The capture group combined with this means capture any character except & .

 .*$

The same as the first bit except $ means the end of the line, so this matches everything until the end

/\1/p' 

After the second / is the substitution. \\1 is the capture group from before, so this will substitute everything we matched in the first part(the whole line) with the capture group. p means print, this must be explicitly stated as the -n switch was used and will prevent other lines from being printed.

|

PIPE

s/%20/ /g

Sub %20 for a space, g means global so do it for every match on the line

HTH :)

Answer 2

This is not performed by any of the patterns. My best guess is that this escaping is performed by the shell or whatever fetches the HTML.

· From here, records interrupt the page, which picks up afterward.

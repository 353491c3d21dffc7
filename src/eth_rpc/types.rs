use serde::{Deserialize, Serialize};

use crate::wallet::units::parse_quantity;

/// Parameters for `eth_sendTransaction`. Quantities are hex strings. Gas
/// and nonce are left to the provider.
#[derive(Debug, Clone, PartialEq, Eq, Serialize, Deserialize)]
#[serde(rename_all = "camelCase")]
pub struct TransactionRequest {
    pub from: String,
    pub to: String,
    pub value: String,
    #[serde(skip_serializing_if = "Option::is_none")]
    pub gas_price: Option<String>,
}

#[derive(Debug, Clone, PartialEq, Eq, Serialize, Deserialize)]
#[serde(rename_all = "camelCase")]
pub struct RpcTransaction {
    pub hash: String,
    pub from: String,
    #[serde(default)]
    pub to: Option<String>,
    pub value: String,
    #[serde(default)]
    pub block_number: Option<String>,
}

#[derive(Debug, Clone, PartialEq, Eq, Serialize, Deserialize)]
#[serde(rename_all = "camelCase")]
pub struct RpcReceipt {
    pub transaction_hash: String,
    #[serde(default)]
    pub block_number: Option<String>,
    /// `0x1` on success, `0x0` on revert. Pre-Byzantium receipts omit it.
    #[serde(default)]
    pub status: Option<String>,
}

impl RpcReceipt {
    pub fn is_success(&self) -> bool {
        self.status.as_deref().and_then(parse_quantity) == Some(alloy_primitives::U256::from(1))
    }
}

/// Notifications a wallet pushes when the user switches account or network.
#[derive(Debug, Clone, PartialEq, Eq)]
pub enum ProviderEvent {
    AccountsChanged(Vec<String>),
    ChainChanged(String),
}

I will try to explain the patterns a little at a time

sed -n

-n specifies that sed should not print out the text to be matched, ie the html, after applying the commands.
The command following is of the form 's/regexp/replacement/flags'

^.*com_tex=\([^&]*\).*$

^ matches the beginning of the line
.* matches zero to many of any character
com_tex= matches the characters literally
\\([^&]*\\) '\\(' specifies the beginning of a group that can later be backreferenced via its index. '[^&]*' matches zero to many characters which are not '&'. '\\)' specifies the end of the group.
.* See above
$ matches the end of the line

\1

The above replacement is a backreference to the first (and only) group in the regexp ie '[^&]*'. So the replacement replaces the entire line with all characters immediately following 'com_tex=' till the first '&'.

The p flag specifies that if a substitution took place, the current line post substitution should be printed.

sed "s/%20/ /g"

The above is much simpler, it replaces all (not just the first) occurences of '%20' with a space ' '.